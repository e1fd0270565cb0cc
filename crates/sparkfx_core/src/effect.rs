//! # Effect Descriptors
//!
//! An [`Effect`] is an immutable, named recipe with three operations:
//!
//! | Operation | Receives | May mutate |
//! |-----------|----------|------------|
//! | `create`  | origin, options, [`SpawnContext`] | nothing but the RNG / id generator |
//! | `update`  | `&mut Particle`, delta | that particle only |
//! | `draw`    | `&mut dyn Surface`, `&Particle` | the surface only |
//!
//! The default `update` implements the shared timing convention: it steps
//! the [`Lifespan`](crate::Lifespan), skips the recipe while dormant, and
//! otherwise calls [`Effect::animate`] and [`Effect::envelope`] with the
//! normalized time. Recipes normally override only those two hooks.

use crate::color::Color;
use crate::geometry::Point;
use crate::options::EffectOptions;
use crate::particle::Particle;
use crate::spawn::SpawnContext;
use crate::surface::Surface;
use crate::timing::Phase;

/// Outcome of one `update` call.
#[derive(Debug, Clone, Copy, PartialEq, Eq)]
pub enum Step {
    /// Keep the particle.
    Continue,
    /// Remove the particle; it must never be updated or drawn again.
    Finished,
}

impl Step {
    /// `true` for [`Step::Continue`].
    #[inline]
    #[must_use]
    pub const fn is_continue(self) -> bool {
        matches!(self, Self::Continue)
    }
}

/// Declarative metadata, read by hosts for pickers and tooltips.
///
/// Has no effect on runtime behavior.
#[derive(Debug, Clone, PartialEq)]
pub struct EffectMeta {
    /// Catalog key, e.g. `"confetti"`.
    pub name: String,
    /// Human-readable label.
    pub label: String,
    /// One-line description.
    pub description: String,
    /// Palette used when the trigger supplies none.
    pub palette: Vec<Color>,
    /// Baseline intensity the recipe was tuned for.
    pub base_intensity: f32,
}

impl EffectMeta {
    /// Metadata with the label defaulting to the name.
    #[must_use]
    pub fn new(name: impl Into<String>) -> Self {
        let name = name.into();
        Self {
            label: name.clone(),
            name,
            description: String::new(),
            palette: vec![Color::WHITE],
            base_intensity: 1.0,
        }
    }

    /// Sets the label.
    #[must_use]
    pub fn label(mut self, label: impl Into<String>) -> Self {
        self.label = label.into();
        self
    }

    /// Sets the description.
    #[must_use]
    pub fn description(mut self, description: impl Into<String>) -> Self {
        self.description = description.into();
        self
    }

    /// Sets the default palette. An empty palette keeps the previous one.
    #[must_use]
    pub fn palette(mut self, palette: impl IntoIterator<Item = Color>) -> Self {
        let palette: Vec<Color> = palette.into_iter().collect();
        if !palette.is_empty() {
            self.palette = palette;
        }
        self
    }

    /// Sets the base intensity.
    #[must_use]
    pub fn base_intensity(mut self, intensity: f32) -> Self {
        self.base_intensity = intensity;
        self
    }
}

/// A named, reusable visual effect.
pub trait Effect: Send + Sync + 'static {
    /// Recipe-owned per-particle attributes.
    type State: 'static;

    /// Declarative metadata.
    fn meta(&self) -> &EffectMeta;

    /// Spawns the initial particle batch around `origin`.
    ///
    /// Must return a finite (typically small) list. May use `ctx` for
    /// randomness and ids; must not touch any other shared state.
    fn create(
        &self,
        origin: Point,
        options: &EffectOptions,
        ctx: &mut SpawnContext<'_>,
    ) -> Vec<Particle<Self::State>>;

    /// Advances one particle by one tick.
    ///
    /// Never called again for a particle after it returned [`Step::Finished`].
    fn update(&self, particle: &mut Particle<Self::State>, delta: f32) -> Step {
        match particle.step(delta) {
            Phase::Dormant => Step::Continue,
            Phase::Expired => Step::Finished,
            Phase::Active(t) => {
                self.animate(particle, t, delta);
                let alpha = self.envelope(particle, t);
                particle.set_alpha(alpha);
                Step::Continue
            }
        }
    }

    /// Moves / reshapes an active particle. Default: stationary.
    fn animate(&self, _particle: &mut Particle<Self::State>, _t: f32, _delta: f32) {}

    /// Opacity at normalized time `t`. Default: linear fade-out.
    fn envelope(&self, _particle: &Particle<Self::State>, t: f32) -> f32 {
        1.0 - t
    }

    /// Paints one particle. Must not depend on being called once per tick.
    fn draw(&self, surface: &mut dyn Surface, particle: &Particle<Self::State>);
}

#[cfg(test)]
mod tests {
    use super::*;
    use crate::particle::IdGenerator;
    use crate::spawn::EffectRng;
    use crate::surface::RecordingSurface;
    use crate::timing::DelayMode;
    use rand::SeedableRng;

    struct Drift {
        meta: EffectMeta,
    }

    impl Effect for Drift {
        type State = f32;

        fn meta(&self) -> &EffectMeta {
            &self.meta
        }

        fn create(
            &self,
            origin: Point,
            _options: &EffectOptions,
            ctx: &mut SpawnContext<'_>,
        ) -> Vec<Particle<f32>> {
            vec![ctx.particle(origin, 4.0, 1.5).with_delay(2.0)]
        }

        fn animate(&self, particle: &mut Particle<f32>, _t: f32, delta: f32) {
            particle.translate(particle.state * delta, 0.0);
        }

        fn envelope(&self, _particle: &Particle<f32>, _t: f32) -> f32 {
            // Deliberately out of range; set_alpha must clamp it.
            2.0
        }

        fn draw(&self, surface: &mut dyn Surface, particle: &Particle<f32>) {
            surface.fill_circle(particle.position(), 1.0, Color::WHITE.with_opacity(particle.alpha()));
        }
    }

    #[test]
    fn test_default_update_follows_timing_convention() {
        let effect = Drift {
            meta: EffectMeta::new("drift"),
        };
        let mut rng = EffectRng::seed_from_u64(0);
        let mut ids = IdGenerator::new();
        let mut ctx = SpawnContext::new(&mut rng, &mut ids, DelayMode::Absolute);
        let mut particles = effect.create(Point::new(10.0, 10.0), &EffectOptions::new(), &mut ctx);
        let p = &mut particles[0];

        // Dormant for one tick: no movement.
        assert_eq!(effect.update(p, 1.0), Step::Continue);
        assert_eq!(p.position(), Point::new(10.0, 10.0));
        assert!(p.alpha().abs() < f32::EPSILON);

        // Active from progress 2 through 5; t hits 1 at progress 6.
        for _ in 0..4 {
            assert_eq!(effect.update(p, 1.0), Step::Continue);
            assert!((p.alpha() - 1.0).abs() < f32::EPSILON);
        }
        assert!((p.position().x - 16.0).abs() < 1e-5);
        assert_eq!(effect.update(p, 1.0), Step::Finished);

        let mut surface = RecordingSurface::new();
        effect.draw(&mut surface, p);
        assert_eq!(surface.paint_count(), 1);
    }

    #[test]
    fn test_meta_builder_keeps_palette_on_empty() {
        let meta = EffectMeta::new("x")
            .palette([Color::rgb(1, 2, 3)])
            .palette(Vec::new())
            .label("X");
        assert_eq!(meta.palette, vec![Color::rgb(1, 2, 3)]);
        assert_eq!(meta.label, "X");
        assert_eq!(meta.name, "x");
    }
}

++++++

• _Your instructions_: Return only the lines of the records in which the string "again" appears.

• _Task answer_:
    /// Remove the particle; it must never be updated or drawn again.
    /// Never called again for a particle after it returned [`Step::Finished`].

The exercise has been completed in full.